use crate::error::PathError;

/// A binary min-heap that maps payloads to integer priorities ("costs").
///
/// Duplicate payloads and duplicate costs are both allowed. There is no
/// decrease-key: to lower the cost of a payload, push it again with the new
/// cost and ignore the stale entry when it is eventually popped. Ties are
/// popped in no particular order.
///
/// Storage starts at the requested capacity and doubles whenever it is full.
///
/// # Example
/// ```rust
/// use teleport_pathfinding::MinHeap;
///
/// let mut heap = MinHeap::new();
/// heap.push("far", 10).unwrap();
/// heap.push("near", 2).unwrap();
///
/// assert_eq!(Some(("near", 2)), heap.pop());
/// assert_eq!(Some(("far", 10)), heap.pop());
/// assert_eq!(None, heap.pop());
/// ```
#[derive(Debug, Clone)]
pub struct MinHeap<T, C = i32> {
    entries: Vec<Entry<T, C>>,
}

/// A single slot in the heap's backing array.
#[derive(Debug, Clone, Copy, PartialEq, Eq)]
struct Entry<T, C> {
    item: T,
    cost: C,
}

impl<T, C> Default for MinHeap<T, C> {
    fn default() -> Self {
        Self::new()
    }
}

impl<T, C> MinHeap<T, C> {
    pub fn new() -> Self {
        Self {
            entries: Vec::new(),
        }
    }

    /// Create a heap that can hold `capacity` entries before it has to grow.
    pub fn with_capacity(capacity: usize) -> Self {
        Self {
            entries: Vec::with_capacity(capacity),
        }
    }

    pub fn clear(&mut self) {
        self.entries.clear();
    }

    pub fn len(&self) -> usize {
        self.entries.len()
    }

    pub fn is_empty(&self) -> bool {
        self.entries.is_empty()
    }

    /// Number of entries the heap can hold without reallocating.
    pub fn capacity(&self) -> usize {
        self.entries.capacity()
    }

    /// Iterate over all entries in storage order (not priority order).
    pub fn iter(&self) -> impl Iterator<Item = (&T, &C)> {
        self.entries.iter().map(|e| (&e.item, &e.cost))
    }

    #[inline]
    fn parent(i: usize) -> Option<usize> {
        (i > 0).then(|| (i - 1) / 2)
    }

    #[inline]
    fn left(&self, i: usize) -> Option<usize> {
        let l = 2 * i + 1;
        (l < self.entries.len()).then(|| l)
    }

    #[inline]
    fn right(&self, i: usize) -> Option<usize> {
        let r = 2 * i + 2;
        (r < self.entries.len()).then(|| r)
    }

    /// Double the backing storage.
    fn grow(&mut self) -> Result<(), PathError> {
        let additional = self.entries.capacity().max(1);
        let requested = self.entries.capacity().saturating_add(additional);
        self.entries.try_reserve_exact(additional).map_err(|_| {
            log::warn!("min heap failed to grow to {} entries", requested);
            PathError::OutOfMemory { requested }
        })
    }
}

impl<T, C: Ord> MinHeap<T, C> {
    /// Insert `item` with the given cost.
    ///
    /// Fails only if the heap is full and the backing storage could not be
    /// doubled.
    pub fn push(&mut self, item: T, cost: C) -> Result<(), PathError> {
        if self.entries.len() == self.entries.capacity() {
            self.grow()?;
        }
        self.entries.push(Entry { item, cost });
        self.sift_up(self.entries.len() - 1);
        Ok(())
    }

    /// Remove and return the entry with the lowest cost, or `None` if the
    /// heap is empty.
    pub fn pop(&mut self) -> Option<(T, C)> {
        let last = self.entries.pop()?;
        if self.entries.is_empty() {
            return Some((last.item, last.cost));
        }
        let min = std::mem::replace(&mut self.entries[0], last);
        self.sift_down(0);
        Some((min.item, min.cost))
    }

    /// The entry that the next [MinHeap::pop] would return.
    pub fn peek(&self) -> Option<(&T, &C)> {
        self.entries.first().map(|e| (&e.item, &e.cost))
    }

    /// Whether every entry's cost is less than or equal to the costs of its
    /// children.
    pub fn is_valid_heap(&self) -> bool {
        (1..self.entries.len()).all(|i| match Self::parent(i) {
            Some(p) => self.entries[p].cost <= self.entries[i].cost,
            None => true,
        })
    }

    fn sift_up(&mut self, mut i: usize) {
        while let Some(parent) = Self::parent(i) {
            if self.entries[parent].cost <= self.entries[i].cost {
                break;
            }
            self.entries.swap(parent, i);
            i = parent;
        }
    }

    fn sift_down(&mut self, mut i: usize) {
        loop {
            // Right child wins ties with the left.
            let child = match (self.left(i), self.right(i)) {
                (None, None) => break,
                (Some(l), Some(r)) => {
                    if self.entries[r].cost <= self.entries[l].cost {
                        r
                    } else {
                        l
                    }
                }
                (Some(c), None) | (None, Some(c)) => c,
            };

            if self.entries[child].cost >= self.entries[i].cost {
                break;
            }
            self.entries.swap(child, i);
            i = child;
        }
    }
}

###

• **Exercise details**:
Return every line above exactly.

• **Task result**:
use crate::error::PathError;

/// A binary min-heap that maps payloads to integer priorities ("costs").
///
/// Duplicate payloads and duplicate costs are both allowed. There is no
/// decrease-key: to lower the cost of a payload, push it again with the new
/// cost and ignore the stale entry when it is eventually popped. Ties are
/// popped in no particular order.
///
/// Storage starts at the requested capacity and doubles whenever it is full.
///
/// # Example
/// ```rust
/// use teleport_pathfinding::MinHeap;
///
/// let mut heap = MinHeap::new();
/// heap.push("far", 10).unwrap();
/// heap.push("near", 2).unwrap();
///
/// assert_eq!(Some(("near", 2)), heap.pop());
/// assert_eq!(Some(("far", 10)), heap.pop());
/// assert_eq!(None, heap.pop());
/// ```
#[derive(Debug, Clone)]
pub struct MinHeap<T, C = i32> {
    entries: Vec<Entry<T, C>>,
}

/// A single slot in the heap's backing array.
#[derive(Debug, Clone, Copy, PartialEq, Eq)]
struct Entry<T, C> {
    item: T,
    cost: C,
}

impl<T, C> Default for MinHeap<T, C> {
    fn default() -> Self {
        Self::new()
    }
}

impl<T, C> MinHeap<T, C> {
    pub fn new() -> Self {
        Self {
            entries: Vec::new(),
        }
    }

    /// Create a heap that can hold `capacity` entries before it has to grow.
    pub fn with_capacity(capacity: usize) -> Self {
        Self {
            entries: Vec::with_capacity(capacity),
        }
    }

    pub fn clear(&mut self) {
        self.entries.clear();
    }

    pub fn len(&self) -> usize {
        self.entries.len()
    }

    pub fn is_empty(&self) -> bool {
        self.entries.is_empty()
    }

    /// Number of entries the heap can hold without reallocating.
    pub fn capacity(&self) -> usize {
        self.entries.capacity()
    }

    /// Iterate over all entries in storage order (not priority order).
    pub fn iter(&self) -> impl Iterator<Item = (&T, &C)> {
        self.entries.iter().map(|e| (&e.item, &e.cost))
    }

    #[inline]
    fn parent(i: usize) -> Option<usize> {
        (i > 0).then(|| (i - 1) / 2)
    }

    #[inline]
    fn left(&self, i: usize) -> Option<usize> {
        let l = 2 * i + 1;
        (l < self.entries.len()).then(|| l)
    }

    #[inline]
    fn right(&self, i: usize) -> Option<usize> {
        let r = 2 * i + 2;
        (r < self.entries.len()).then(|| r)
    }

    /// Double the backing storage.
    fn grow(&mut self) -> Result<(), PathError> {
        let additional = self.entries.capacity().max(1);
        let requested = self.entries.capacity().saturating_add(additional);
        self.entries.try_reserve_exact(additional).map_err(|_| {
            log::warn!("min heap failed to grow to {} entries", requested);
            PathError::OutOfMemory { requested }
        })
    }
}

impl<T, C: Ord> MinHeap<T, C> {
    /// Insert `item` with the given cost.
    ///
    /// Fails only if the heap is full and the backing storage could not be
    /// doubled.
    pub fn push(&mut self, item: T, cost: C) -> Result<(), PathError> {
        if self.entries.len() == self.entries.capacity() {
            self.grow()?;
        }
        self.entries.push(Entry { item, cost });
        self.sift_up(self.entries.len() - 1);
        Ok(())
    }

    /// Remove and return the entry with the lowest cost, or `None` if the
    /// heap is empty.
    pub fn pop(&mut self) -> Option<(T, C)> {
        let last = self.entries.pop()?;
        if self.entries.is_empty() {
            return Some((last.item, last.cost));
        }
        let min = std::mem::replace(&mut self.entries[0], last);
        self.sift_down(0);
        Some((min.item, min.cost))
    }

    /// The entry that the next [MinHeap::pop] would return.
    pub fn peek(&self) -> Option<(&T, &C)> {
        self.entries.first().map(|e| (&e.item, &e.cost))
    }

    /// Whether every entry's cost is less than or equal to the costs of its
    /// children.
    pub fn is_valid_heap(&self) -> bool {
        (1..self.entries.len()).all(|i| match Self::parent(i) {
            Some(p) => self.entries[p].cost <= self.entries[i].cost,
            None => true,
        })
    }

    fn sift_up(&mut self, mut i: usize) {
        while let Some(parent) = Self::parent(i) {
            if self.entries[parent].cost <= self.entries[i].cost {
                break;
            }
            self.entries.swap(parent, i);
            i = parent;
        }
    }

    fn sift_down(&mut self, mut i: usize) {
        loop {
            // Right child wins ties with the left.
            let child = match (self.left(i), self.right(i)) {
                (None, None) => break,
                (Some(l), Some(r)) => {
                    if self.entries[r].cost <= self.entries[l].cost {
                        r
                    } else {
                        l
                    }
                }
                (Some(c), None) | (None, Some(c)) => c,
            };

            if self.entries[child].cost >= self.entries[i].cost {
                break;
            }
            self.entries.swap(child, i);
            i = child;
        }
    }
}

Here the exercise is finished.